> _Exercise directions_
Print the complete set of entries exactly.

> _Material provided_
______
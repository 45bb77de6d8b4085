use super::HttpClient;
use crate::error::ClientError;
use crate::models::WorkDetails;
use crate::resource::Resource;
use async_trait::async_trait;
use serde_json::Value;

#[async_trait]
pub trait WorkDetailsApi: Send + Sync {
    async fn get_work_details(&self) -> Result<WorkDetails, ClientError>;
    async fn update_work_details(&self, details: &WorkDetails) -> Result<Value, ClientError>;
}

#[derive(Clone, Debug)]
pub struct WorkDetailsService {
    http: HttpClient,
}

impl WorkDetailsService {
    pub fn new(http: HttpClient) -> Self {
        Self { http }
    }
}

#[async_trait]
impl WorkDetailsApi for WorkDetailsService {
    async fn get_work_details(&self) -> Result<WorkDetails, ClientError> {
        self.http.get(&Resource::WorkDetails.path()).await
    }

    async fn update_work_details(&self, details: &WorkDetails) -> Result<Value, ClientError> {
        self.http.put(&Resource::WorkDetails.path(), details).await
    }
}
______
> _Task solution_
repository 45bb77de6d8b4085
use super::HttpClient;
use crate::error::ClientError;
use crate::models::WorkDetails;
use crate::resource::Resource;
use async_trait::async_trait;
use serde_json::Value;

#[async_trait]
pub trait WorkDetailsApi: Send + Sync {
    async fn get_work_details(&self) -> Result<WorkDetails, ClientError>;
    async fn update_work_details(&self, details: &WorkDetails) -> Result<Value, ClientError>;
}

#[derive(Clone, Debug)]
pub struct WorkDetailsService {
    http: HttpClient,
}

impl WorkDetailsService {
    pub fn new(http: HttpClient) -> Self {
        Self { http }
    }
}

#[async_trait]
impl WorkDetailsApi for WorkDetailsService {
    async fn get_work_details(&self) -> Result<WorkDetails, ClientError> {
        self.http.get(&Resource::WorkDetails.path()).await
    }

    async fn update_work_details(&self, details: &WorkDetails) -> Result<Value, ClientError> {
        self.http.put(&Resource::WorkDetails.path(), details).await
    }
}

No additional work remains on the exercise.